Task goal:
Please quote exactly the lines below from the line containing "self.node_mut(bottom).down = ix;" to the line containing "let Some(column) = self.choose_column()", both lines included, and nothing else.

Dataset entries

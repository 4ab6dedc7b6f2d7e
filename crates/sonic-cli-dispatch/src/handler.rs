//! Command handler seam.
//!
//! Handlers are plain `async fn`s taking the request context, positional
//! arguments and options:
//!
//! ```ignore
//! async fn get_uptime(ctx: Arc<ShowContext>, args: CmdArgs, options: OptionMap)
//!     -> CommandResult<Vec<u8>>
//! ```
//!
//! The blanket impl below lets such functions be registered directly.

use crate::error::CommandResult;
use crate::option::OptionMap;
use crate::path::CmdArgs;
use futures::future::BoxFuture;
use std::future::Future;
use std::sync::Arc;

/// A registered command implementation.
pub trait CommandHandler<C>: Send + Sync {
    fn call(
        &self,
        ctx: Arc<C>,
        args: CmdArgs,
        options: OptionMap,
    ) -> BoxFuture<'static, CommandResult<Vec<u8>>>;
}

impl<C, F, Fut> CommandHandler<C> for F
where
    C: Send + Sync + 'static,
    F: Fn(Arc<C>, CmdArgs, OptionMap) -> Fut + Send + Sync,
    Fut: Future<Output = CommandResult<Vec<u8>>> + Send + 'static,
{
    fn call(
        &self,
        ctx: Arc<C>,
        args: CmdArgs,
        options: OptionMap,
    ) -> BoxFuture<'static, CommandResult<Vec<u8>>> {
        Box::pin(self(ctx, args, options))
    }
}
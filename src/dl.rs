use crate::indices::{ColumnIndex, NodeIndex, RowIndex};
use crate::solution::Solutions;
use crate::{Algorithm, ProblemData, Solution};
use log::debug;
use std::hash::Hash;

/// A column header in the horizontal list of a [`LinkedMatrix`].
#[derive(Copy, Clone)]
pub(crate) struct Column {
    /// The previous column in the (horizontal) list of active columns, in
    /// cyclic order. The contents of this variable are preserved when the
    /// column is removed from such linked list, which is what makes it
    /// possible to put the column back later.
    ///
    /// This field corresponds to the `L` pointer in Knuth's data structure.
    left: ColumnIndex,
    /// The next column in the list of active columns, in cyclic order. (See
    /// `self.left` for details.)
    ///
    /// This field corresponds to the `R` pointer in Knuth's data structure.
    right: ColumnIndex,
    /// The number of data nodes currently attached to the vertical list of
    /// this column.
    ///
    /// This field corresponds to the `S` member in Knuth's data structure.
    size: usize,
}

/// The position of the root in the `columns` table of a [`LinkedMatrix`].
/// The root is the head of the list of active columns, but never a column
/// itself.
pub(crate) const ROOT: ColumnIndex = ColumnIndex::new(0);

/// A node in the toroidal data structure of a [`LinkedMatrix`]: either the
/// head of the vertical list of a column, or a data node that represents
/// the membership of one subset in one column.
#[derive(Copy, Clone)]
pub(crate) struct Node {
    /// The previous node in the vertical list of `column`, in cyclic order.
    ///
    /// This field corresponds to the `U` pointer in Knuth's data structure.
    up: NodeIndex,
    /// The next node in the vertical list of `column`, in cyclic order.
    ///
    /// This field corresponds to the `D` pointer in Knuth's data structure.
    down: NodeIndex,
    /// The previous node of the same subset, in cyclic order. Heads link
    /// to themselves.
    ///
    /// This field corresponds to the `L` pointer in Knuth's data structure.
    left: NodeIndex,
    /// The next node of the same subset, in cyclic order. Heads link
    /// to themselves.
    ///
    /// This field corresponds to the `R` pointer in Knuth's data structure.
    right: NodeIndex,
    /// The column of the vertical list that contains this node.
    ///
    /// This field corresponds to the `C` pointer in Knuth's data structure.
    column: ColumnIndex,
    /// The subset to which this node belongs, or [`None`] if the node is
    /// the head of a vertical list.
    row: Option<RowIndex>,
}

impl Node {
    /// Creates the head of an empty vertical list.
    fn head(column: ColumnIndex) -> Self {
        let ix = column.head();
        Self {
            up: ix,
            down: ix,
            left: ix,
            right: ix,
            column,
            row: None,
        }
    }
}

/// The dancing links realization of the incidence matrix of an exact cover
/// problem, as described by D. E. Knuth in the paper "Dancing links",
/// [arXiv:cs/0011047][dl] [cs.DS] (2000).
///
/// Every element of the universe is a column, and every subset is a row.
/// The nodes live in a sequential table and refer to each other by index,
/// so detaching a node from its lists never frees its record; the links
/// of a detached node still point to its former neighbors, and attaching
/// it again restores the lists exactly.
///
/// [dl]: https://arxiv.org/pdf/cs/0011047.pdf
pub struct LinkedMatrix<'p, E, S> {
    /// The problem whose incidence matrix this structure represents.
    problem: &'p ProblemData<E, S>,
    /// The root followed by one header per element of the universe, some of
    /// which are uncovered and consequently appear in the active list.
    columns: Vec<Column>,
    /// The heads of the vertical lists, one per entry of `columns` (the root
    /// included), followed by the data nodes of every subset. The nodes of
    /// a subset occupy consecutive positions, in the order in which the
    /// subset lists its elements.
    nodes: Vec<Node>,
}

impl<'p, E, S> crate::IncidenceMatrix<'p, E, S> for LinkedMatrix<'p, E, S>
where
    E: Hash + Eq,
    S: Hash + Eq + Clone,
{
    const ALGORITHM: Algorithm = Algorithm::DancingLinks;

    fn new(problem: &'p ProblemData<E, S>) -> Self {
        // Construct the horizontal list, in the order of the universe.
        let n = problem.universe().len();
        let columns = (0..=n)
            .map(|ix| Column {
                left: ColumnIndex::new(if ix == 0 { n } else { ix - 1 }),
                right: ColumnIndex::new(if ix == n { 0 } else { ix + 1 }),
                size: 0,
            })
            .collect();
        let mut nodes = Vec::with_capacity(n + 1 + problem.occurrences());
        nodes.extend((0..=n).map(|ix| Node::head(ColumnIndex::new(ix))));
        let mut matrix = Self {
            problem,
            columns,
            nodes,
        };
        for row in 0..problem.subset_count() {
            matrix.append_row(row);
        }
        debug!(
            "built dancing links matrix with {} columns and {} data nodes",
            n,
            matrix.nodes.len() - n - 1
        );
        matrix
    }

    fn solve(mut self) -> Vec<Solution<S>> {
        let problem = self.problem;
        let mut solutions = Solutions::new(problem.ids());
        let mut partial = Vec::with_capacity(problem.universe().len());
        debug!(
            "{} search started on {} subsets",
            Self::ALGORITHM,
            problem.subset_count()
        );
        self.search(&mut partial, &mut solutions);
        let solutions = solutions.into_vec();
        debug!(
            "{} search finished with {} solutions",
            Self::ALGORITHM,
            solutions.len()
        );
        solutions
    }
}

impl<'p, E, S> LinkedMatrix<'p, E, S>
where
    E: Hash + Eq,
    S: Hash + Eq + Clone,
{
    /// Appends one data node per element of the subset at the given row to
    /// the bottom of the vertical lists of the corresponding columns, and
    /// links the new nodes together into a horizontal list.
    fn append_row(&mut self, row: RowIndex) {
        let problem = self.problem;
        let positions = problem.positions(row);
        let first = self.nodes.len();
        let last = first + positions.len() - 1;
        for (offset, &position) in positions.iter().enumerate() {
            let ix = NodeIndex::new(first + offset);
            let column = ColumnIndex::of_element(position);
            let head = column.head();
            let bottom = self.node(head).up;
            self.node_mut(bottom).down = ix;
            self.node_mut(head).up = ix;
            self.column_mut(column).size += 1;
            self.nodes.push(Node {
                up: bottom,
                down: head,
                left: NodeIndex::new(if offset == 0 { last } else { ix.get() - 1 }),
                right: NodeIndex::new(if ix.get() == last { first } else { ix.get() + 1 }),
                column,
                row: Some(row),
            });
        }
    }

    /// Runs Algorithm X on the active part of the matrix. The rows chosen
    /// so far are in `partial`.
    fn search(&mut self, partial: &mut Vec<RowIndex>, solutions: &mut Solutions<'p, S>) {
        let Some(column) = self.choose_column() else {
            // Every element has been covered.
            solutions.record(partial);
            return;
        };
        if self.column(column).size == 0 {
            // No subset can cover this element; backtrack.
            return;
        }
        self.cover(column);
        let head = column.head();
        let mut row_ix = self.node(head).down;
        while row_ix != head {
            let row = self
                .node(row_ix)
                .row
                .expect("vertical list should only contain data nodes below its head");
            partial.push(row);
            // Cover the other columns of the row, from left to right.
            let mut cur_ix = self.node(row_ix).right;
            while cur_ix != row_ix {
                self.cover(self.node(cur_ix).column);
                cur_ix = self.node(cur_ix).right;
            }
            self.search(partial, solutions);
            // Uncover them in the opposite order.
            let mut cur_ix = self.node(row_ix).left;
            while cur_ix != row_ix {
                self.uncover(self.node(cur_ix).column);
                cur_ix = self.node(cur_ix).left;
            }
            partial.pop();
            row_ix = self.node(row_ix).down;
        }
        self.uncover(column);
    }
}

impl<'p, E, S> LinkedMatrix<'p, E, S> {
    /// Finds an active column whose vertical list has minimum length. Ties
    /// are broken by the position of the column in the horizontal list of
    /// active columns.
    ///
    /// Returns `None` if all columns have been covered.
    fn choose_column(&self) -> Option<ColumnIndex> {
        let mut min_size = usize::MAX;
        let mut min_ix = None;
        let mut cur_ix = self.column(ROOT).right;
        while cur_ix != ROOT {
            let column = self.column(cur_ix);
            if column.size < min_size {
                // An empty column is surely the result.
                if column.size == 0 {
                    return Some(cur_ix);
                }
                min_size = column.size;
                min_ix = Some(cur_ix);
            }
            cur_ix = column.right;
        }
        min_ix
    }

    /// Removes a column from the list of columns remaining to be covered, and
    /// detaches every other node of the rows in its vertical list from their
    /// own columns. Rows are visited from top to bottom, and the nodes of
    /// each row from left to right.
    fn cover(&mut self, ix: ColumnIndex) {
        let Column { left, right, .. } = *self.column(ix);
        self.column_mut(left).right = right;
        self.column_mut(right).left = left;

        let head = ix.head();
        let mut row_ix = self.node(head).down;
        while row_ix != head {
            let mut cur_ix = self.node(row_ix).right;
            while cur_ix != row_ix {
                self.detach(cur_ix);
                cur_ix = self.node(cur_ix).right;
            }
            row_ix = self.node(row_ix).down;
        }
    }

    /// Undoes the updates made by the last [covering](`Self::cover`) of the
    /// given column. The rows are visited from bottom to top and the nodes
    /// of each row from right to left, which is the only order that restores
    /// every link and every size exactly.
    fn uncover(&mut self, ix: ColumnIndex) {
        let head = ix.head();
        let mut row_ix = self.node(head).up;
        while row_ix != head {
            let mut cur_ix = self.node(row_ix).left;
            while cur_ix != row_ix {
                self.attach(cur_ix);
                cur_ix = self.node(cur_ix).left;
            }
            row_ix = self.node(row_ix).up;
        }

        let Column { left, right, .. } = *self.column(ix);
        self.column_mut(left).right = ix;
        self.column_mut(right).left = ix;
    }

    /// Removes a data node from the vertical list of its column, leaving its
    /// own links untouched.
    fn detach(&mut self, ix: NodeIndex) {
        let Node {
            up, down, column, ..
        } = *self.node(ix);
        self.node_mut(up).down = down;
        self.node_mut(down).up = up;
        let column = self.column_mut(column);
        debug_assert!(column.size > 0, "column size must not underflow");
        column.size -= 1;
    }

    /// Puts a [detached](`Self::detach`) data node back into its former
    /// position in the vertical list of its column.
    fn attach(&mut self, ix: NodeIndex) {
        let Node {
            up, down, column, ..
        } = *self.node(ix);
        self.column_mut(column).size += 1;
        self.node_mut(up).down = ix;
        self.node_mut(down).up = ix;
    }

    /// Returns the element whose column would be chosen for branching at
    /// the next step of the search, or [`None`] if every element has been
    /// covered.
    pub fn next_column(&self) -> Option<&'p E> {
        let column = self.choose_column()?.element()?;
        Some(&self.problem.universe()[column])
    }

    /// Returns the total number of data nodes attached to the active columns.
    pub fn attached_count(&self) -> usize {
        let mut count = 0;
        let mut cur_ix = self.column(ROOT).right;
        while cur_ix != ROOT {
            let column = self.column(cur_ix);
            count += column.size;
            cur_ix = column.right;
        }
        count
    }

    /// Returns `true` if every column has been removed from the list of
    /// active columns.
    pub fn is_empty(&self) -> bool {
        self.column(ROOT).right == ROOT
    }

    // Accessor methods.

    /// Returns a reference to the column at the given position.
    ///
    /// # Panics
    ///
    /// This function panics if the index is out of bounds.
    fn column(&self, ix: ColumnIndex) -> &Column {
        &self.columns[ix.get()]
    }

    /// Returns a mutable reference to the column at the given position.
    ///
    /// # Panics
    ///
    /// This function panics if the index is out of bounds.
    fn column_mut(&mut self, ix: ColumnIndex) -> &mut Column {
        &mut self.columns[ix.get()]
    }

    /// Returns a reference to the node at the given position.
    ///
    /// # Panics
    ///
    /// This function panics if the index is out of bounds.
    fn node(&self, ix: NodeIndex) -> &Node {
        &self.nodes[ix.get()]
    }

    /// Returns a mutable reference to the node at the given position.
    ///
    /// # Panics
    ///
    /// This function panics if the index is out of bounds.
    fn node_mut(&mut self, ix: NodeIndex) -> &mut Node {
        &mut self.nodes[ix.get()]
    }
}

Response for this exercise:
            self.node_mut(bottom).down = ix;
            self.node_mut(head).up = ix;
            self.column_mut(column).size += 1;
            self.nodes.push(Node {
                up: bottom,
                down: head,
                left: NodeIndex::new(if offset == 0 { last } else { ix.get() - 1 }),
                right: NodeIndex::new(if ix.get() == last { first } else { ix.get() + 1 }),
                column,
                row: Some(row),
            });
        }
    }

    /// Runs Algorithm X on the active part of the matrix. The rows chosen
    /// so far are in `partial`.
    fn search(&mut self, partial: &mut Vec<RowIndex>, solutions: &mut Solutions<'p, S>) {
        let Some(column) = self.choose_column() else {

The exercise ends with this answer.